School Based Health Clinics (SBHCs) can contract with the Prepaid Health Plans to provide services according to the terms of their contract. However, only those SBHCs that are open 12 months a year can serve as a PCP (and thus contract with a Shared Savings Plan). If the SBHC does not have a contract with a Health Plan or arrangements are not made by the Health Plan to pay the SBHC out of network, SBHCs will not receive reimbursement from Medicaid or the BAYOU HEALTH Plan in which the child is enrolled. DHH's contracts with the Health Plans do not include the current CommunityCARE policies relative to referrals needed by SBHCs for under age 12 and not needed for age 12 and over. Coordination of the child's care, however, is a contract requirement.
How will Health Plans ensure that their patients use their regular doctor's office when patients may have easy and unregulated access to urgent care clinics?
As improving quality is a key objective, DHH is requiring that Health Plans work with their network PCPs to attain formal recognition as a primary care medical home (PCMH), with the percentage increasing each year. The alternative to urgent care clinics in DHH's experience is often the hospital emergency room. To the extent that a Health Plan utilizes urgent care clinics, DHH's expectation would be that the care is coordinated with the PCP (e.g., payment to the urgent care facility contingent on their providing the clinical records of the visit to the PCP and or the Health Plan).
If my patient lives in one service area but comes to see me in another service area, how can that patient be sure to specify my practice?
Members contacting the Enrollment Center (or subsequently the Health Plan) to indicate preferred PCP are not restricted to only PCPs who practice in the GSA in which they reside. If their preferred PCP is in the Health Plan's Directory, they can request linkage to the PCP.
Do I need to give the Health Plans I am contracting with all of my current Medicaid provider ID numbers?
Yes. All Medicaid ID numbers associated with your practice, including those for individual providers, for all sites and those associated specifically with CommunityCARE should all be given to each Health Plan you are contracting with to ensure appropriate linkages are made to Medicaid enrollees.
Why is there open access to in-network specialists in some of the Health Plans?
If these Health Plans have this allowance, apparently they have made a business decision-based on their considerable Medicaid managed care experience in other states to allow open access to specialists and not require prior authorization.
Will the patient's ID cards look different for each Health Plan?
Yes. Each patient will have both a Medicaid card to obtain carved out services and a second member ID card issued by the Health Plan.

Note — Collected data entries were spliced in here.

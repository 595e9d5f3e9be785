//! Queries over libraries, series, issues and the scan flag.

use crate::Database;
use crate::error::{ErrorKind, Result, is_unique_violation};
use crate::models::{
    Issue, IssueRow, Library, LibraryRow, NewIssue, ScanState, Series, SeriesRow, SeriesSummary, SeriesSummaryRow,
    path_to_text, unsigned,
};
use exn::{OptionExt, ResultExt};
use luxi_extract::models::RawMetadata;
use sqlx::SqlitePool;
use std::path::Path;
use time::UtcDateTime;
use tracing::{debug, instrument};

const SCAN_LOCK_KEY: &str = "scan_lock";

/// Row totals across the whole catalog.
#[derive(Debug, Clone, Copy, Default, PartialEq, Eq, sqlx::FromRow)]
pub struct Counts {
    pub libraries: i64,
    pub series: i64,
    pub issues: i64,
}

/// Repository over every catalog table.
///
/// # Relationships
///
/// - A library owns many series; a series owns many issues.
/// - Deleting a series deletes its issues (foreign key cascade).
/// - Series and issue paths are globally unique, which is what makes
///   [`find_or_create_series`](Self::find_or_create_series) and
///   [`find_or_create_issue`](Self::find_or_create_issue) idempotent.
#[derive(Debug, Clone)]
pub struct Repository {
    pool: SqlitePool,
}
impl From<&Database> for Repository {
    fn from(db: &Database) -> Self {
        Self { pool: db.pool().clone() }
    }
}
impl Repository {
    pub fn new(pool: SqlitePool) -> Self {
        Self { pool }
    }

    fn now() -> i64 {
        UtcDateTime::now().unix_timestamp()
    }

    // =========================================================================
    // Libraries
    // =========================================================================

    /// Record a new library. Returns [`ErrorKind::Conflict`] if the name or
    /// the path is already taken.
    #[instrument(skip(self))]
    pub async fn create_library(&self, name: &str, path: &Path) -> Result<Library> {
        let path_text = path_to_text(path)?;
        let row: LibraryRow = match sqlx::query_as(include_str!("../queries/insert_library.sql"))
            .bind(name)
            .bind(&path_text)
            .bind(Self::now())
            .fetch_one(&self.pool)
            .await
        {
            Err(e) if is_unique_violation(&e) => {
                exn::bail!(ErrorKind::Conflict("library", format!("{name} ({path_text})")))
            },
            other => other.or_raise(|| ErrorKind::Database)?,
        };
        row.try_into()
    }

    pub async fn get_library(&self, id: i64) -> Result<Option<Library>> {
        let row: Option<LibraryRow> = sqlx::query_as(include_str!("../queries/get_library.sql"))
            .bind(id)
            .fetch_optional(&self.pool)
            .await
            .or_raise(|| ErrorKind::Database)?;
        row.map(Library::try_from).transpose()
    }

    /// All libraries, ordered by name.
    pub async fn list_libraries(&self) -> Result<Vec<Library>> {
        let rows: Vec<LibraryRow> = sqlx::query_as(include_str!("../queries/list_libraries.sql"))
            .fetch_all(&self.pool)
            .await
            .or_raise(|| ErrorKind::Database)?;
        rows.into_iter().map(Library::try_from).collect()
    }

    // =========================================================================
    // Series
    // =========================================================================

    /// Find the series at `path`, or create it. The boolean is `true` only
    /// when this call created the row.
    #[instrument(skip(self))]
    pub async fn find_or_create_series(&self, library_id: i64, title: &str, path: &Path) -> Result<(Series, bool)> {
        let path_text = path_to_text(path)?;
        let created: Option<SeriesRow> = sqlx::query_as(include_str!("../queries/insert_series.sql"))
            .bind(library_id)
            .bind(title)
            .bind(&path_text)
            .bind(Self::now())
            .fetch_optional(&self.pool)
            .await
            .or_raise(|| ErrorKind::Database)?;
        if let Some(row) = created {
            debug!("created series");
            return Ok((row.try_into()?, true));
        }
        let existing: SeriesRow = sqlx::query_as(include_str!("../queries/get_series_by_path.sql"))
            .bind(&path_text)
            .fetch_one(&self.pool)
            .await
            .or_raise(|| ErrorKind::Database)?;
        Ok((existing.try_into()?, false))
    }

    pub async fn get_series(&self, id: i64) -> Result<Option<Series>> {
        let row: Option<SeriesRow> = sqlx::query_as(include_str!("../queries/get_series.sql"))
            .bind(id)
            .fetch_optional(&self.pool)
            .await
            .or_raise(|| ErrorKind::Database)?;
        row.map(Series::try_from).transpose()
    }

    /// Series of a library ordered by title, each with its issue count.
    pub async fn list_series(&self, library_id: i64) -> Result<Vec<SeriesSummary>> {
        let rows: Vec<SeriesSummaryRow> = sqlx::query_as(include_str!("../queries/list_series.sql"))
            .bind(library_id)
            .fetch_all(&self.pool)
            .await
            .or_raise(|| ErrorKind::Database)?;
        rows.into_iter().map(SeriesSummary::try_from).collect()
    }

    pub async fn set_series_metadata(&self, id: i64, metadata: &RawMetadata) -> Result<()> {
        let result = sqlx::query(include_str!("../queries/update_series_metadata.sql"))
            .bind(id)
            .bind(metadata.as_str())
            .execute(&self.pool)
            .await
            .or_raise(|| ErrorKind::Database)?;
        Self::expect_one("series", id, result.rows_affected())
    }

    pub async fn set_series_cover(&self, id: i64, cover_path: &Path) -> Result<()> {
        let result = sqlx::query(include_str!("../queries/update_series_cover.sql"))
            .bind(id)
            .bind(path_to_text(cover_path)?)
            .execute(&self.pool)
            .await
            .or_raise(|| ErrorKind::Database)?;
        Self::expect_one("series", id, result.rows_affected())
    }

    /// Delete a series and, through the cascade, all of its issues.
    #[instrument(skip(self))]
    pub async fn delete_series(&self, id: i64) -> Result<()> {
        let result = sqlx::query(include_str!("../queries/delete_series.sql"))
            .bind(id)
            .execute(&self.pool)
            .await
            .or_raise(|| ErrorKind::Database)?;
        Self::expect_one("series", id, result.rows_affected())
    }

    // =========================================================================
    // Issues
    // =========================================================================

    /// Find the issue at `issue.path`, or create it with a page count of
    /// zero. The boolean is `true` only when this call created the row.
    #[instrument(skip(self, issue), fields(path = %issue.path.display()))]
    pub async fn find_or_create_issue(&self, issue: &NewIssue) -> Result<(Issue, bool)> {
        let path_text = path_to_text(&issue.path)?;
        let created: Option<IssueRow> = sqlx::query_as(include_str!("../queries/insert_issue.sql"))
            .bind(issue.series_id)
            .bind(&path_text)
            .bind(issue.format.as_str())
            .bind(i64::from(issue.volume))
            .bind(i64::from(issue.chapter))
            .bind(Self::now())
            .fetch_optional(&self.pool)
            .await
            .or_raise(|| ErrorKind::Database)?;
        if let Some(row) = created {
            debug!("created issue");
            return Ok((row.try_into()?, true));
        }
        let existing: IssueRow = sqlx::query_as(include_str!("../queries/get_issue_by_path.sql"))
            .bind(&path_text)
            .fetch_one(&self.pool)
            .await
            .or_raise(|| ErrorKind::Database)?;
        Ok((existing.try_into()?, false))
    }

    pub async fn get_issue(&self, id: i64) -> Result<Option<Issue>> {
        let row: Option<IssueRow> = sqlx::query_as(include_str!("../queries/get_issue.sql"))
            .bind(id)
            .fetch_optional(&self.pool)
            .await
            .or_raise(|| ErrorKind::Database)?;
        row.map(Issue::try_from).transpose()
    }

    /// Issues of a series ordered by volume, then chapter, then path.
    pub async fn list_issues(&self, series_id: i64) -> Result<Vec<Issue>> {
        let rows: Vec<IssueRow> = sqlx::query_as(include_str!("../queries/list_issues.sql"))
            .bind(series_id)
            .fetch_all(&self.pool)
            .await
            .or_raise(|| ErrorKind::Database)?;
        rows.into_iter().map(Issue::try_from).collect()
    }

    pub async fn set_page_count(&self, id: i64, page_count: u64) -> Result<()> {
        let page_count = i64::try_from(page_count).or_raise(|| ErrorKind::InvalidData("page count"))?;
        let result = sqlx::query(include_str!("../queries/update_issue_page_count.sql"))
            .bind(id)
            .bind(page_count)
            .execute(&self.pool)
            .await
            .or_raise(|| ErrorKind::Database)?;
        Self::expect_one("issue", id, result.rows_affected())
    }

    /// Move the reading cursor. Landing on the last page marks the issue
    /// read; moving back never clears the flag.
    ///
    /// Returns [`ErrorKind::PageOutOfRange`] if `page` is beyond the page
    /// count, or [`ErrorKind::NotFound`] if there is no such issue.
    #[instrument(skip(self))]
    pub async fn set_current_page(&self, id: i64, page: u64) -> Result<Issue> {
        let page_value = i64::try_from(page).or_raise(|| ErrorKind::InvalidData("current page"))?;
        let updated: Option<IssueRow> = sqlx::query_as(include_str!("../queries/update_issue_progress.sql"))
            .bind(id)
            .bind(page_value)
            .fetch_optional(&self.pool)
            .await
            .or_raise(|| ErrorKind::Database)?;
        match updated {
            Some(row) => row.try_into(),
            None => {
                let issue = self.get_issue(id).await?.ok_or_raise(|| ErrorKind::NotFound("issue", id))?;
                exn::bail!(ErrorKind::PageOutOfRange { requested: page, total: issue.page_count })
            },
        }
    }

    pub async fn mark_issue_read(&self, id: i64) -> Result<()> {
        let result = sqlx::query(include_str!("../queries/mark_issue_read.sql"))
            .bind(id)
            .execute(&self.pool)
            .await
            .or_raise(|| ErrorKind::Database)?;
        Self::expect_one("issue", id, result.rows_affected())
    }

    /// Mark every issue of a series read, returning how many rows changed.
    pub async fn mark_series_read(&self, series_id: i64) -> Result<u64> {
        let result = sqlx::query(include_str!("../queries/mark_series_read.sql"))
            .bind(series_id)
            .execute(&self.pool)
            .await
            .or_raise(|| ErrorKind::Database)?;
        Ok(result.rows_affected())
    }

    #[instrument(skip(self))]
    pub async fn delete_issue(&self, id: i64) -> Result<()> {
        let result = sqlx::query(include_str!("../queries/delete_issue.sql"))
            .bind(id)
            .execute(&self.pool)
            .await
            .or_raise(|| ErrorKind::Database)?;
        Self::expect_one("issue", id, result.rows_affected())
    }

    pub async fn counts(&self) -> Result<Counts> {
        sqlx::query_as(include_str!("../queries/count_catalog.sql"))
            .fetch_one(&self.pool)
            .await
            .or_raise(|| ErrorKind::Database)
    }

    // =========================================================================
    // Scan flag
    // =========================================================================

    pub async fn scan_state(&self) -> Result<ScanState> {
        let value: Option<(String,)> = sqlx::query_as(include_str!("../queries/get_config.sql"))
            .bind(SCAN_LOCK_KEY)
            .fetch_optional(&self.pool)
            .await
            .or_raise(|| ErrorKind::Database)?;
        value.map_or(Ok(ScanState::Idle), |(flag,)| flag.parse())
    }

    /// Overwrite the scan flag unconditionally.
    pub async fn set_scan_state(&self, state: ScanState) -> Result<()> {
        sqlx::query(include_str!("../queries/set_config.sql"))
            .bind(SCAN_LOCK_KEY)
            .bind(state.as_flag())
            .execute(&self.pool)
            .await
            .or_raise(|| ErrorKind::Database)?;
        Ok(())
    }

    /// Atomically flip the scan flag from idle to busy. Returns `false`
    /// (changing nothing) if it was already busy.
    pub async fn try_begin_scan(&self) -> Result<bool> {
        let result = sqlx::query(include_str!("../queries/compare_and_set_config.sql"))
            .bind(SCAN_LOCK_KEY)
            .bind(ScanState::Idle.as_flag())
            .bind(ScanState::Busy.as_flag())
            .execute(&self.pool)
            .await
            .or_raise(|| ErrorKind::Database)?;
        Ok(result.rows_affected() == 1)
    }

    fn expect_one(entity: &'static str, id: i64, rows_affected: u64) -> Result<()> {
        match rows_affected {
            0 => exn::bail!(ErrorKind::NotFound(entity, id)),
            _ => Ok(()),
        }
    }
}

The contract requires that the Health Plan issued ID card include the name of the PCP, the PCP’s address and phone number, and numbers for the Plans Member services.
How will DHH assign Medicaid patients to the Health Plans?
Medicaid enrollees who do not actively select a Health Plan will be auto assigned based on an algorithm defined in the enrollment broker contract that is weighted toward a previous provider relationship.
1. If the potential member is transitioning from CommunityCARE, he/she will be assigned to a Plan with whom the last CommunityCARE doctor is a network provider.
2. If the member was not in CommunityCARE but was enrolled in Medicaid during the previous 12 months, paid claims data will be reviewed to determine the dominant PCP or if no PCP, the dominant specialist or if neither, then the dominant hospital.
3. If the member was not in Medicaid in the previous 12 months, we will look for existing or previous relationships of a household member, beginning with the youngest member.
4. If none of the above, the member will be enrolled to one of the five Health Plans on a “round robin” basis.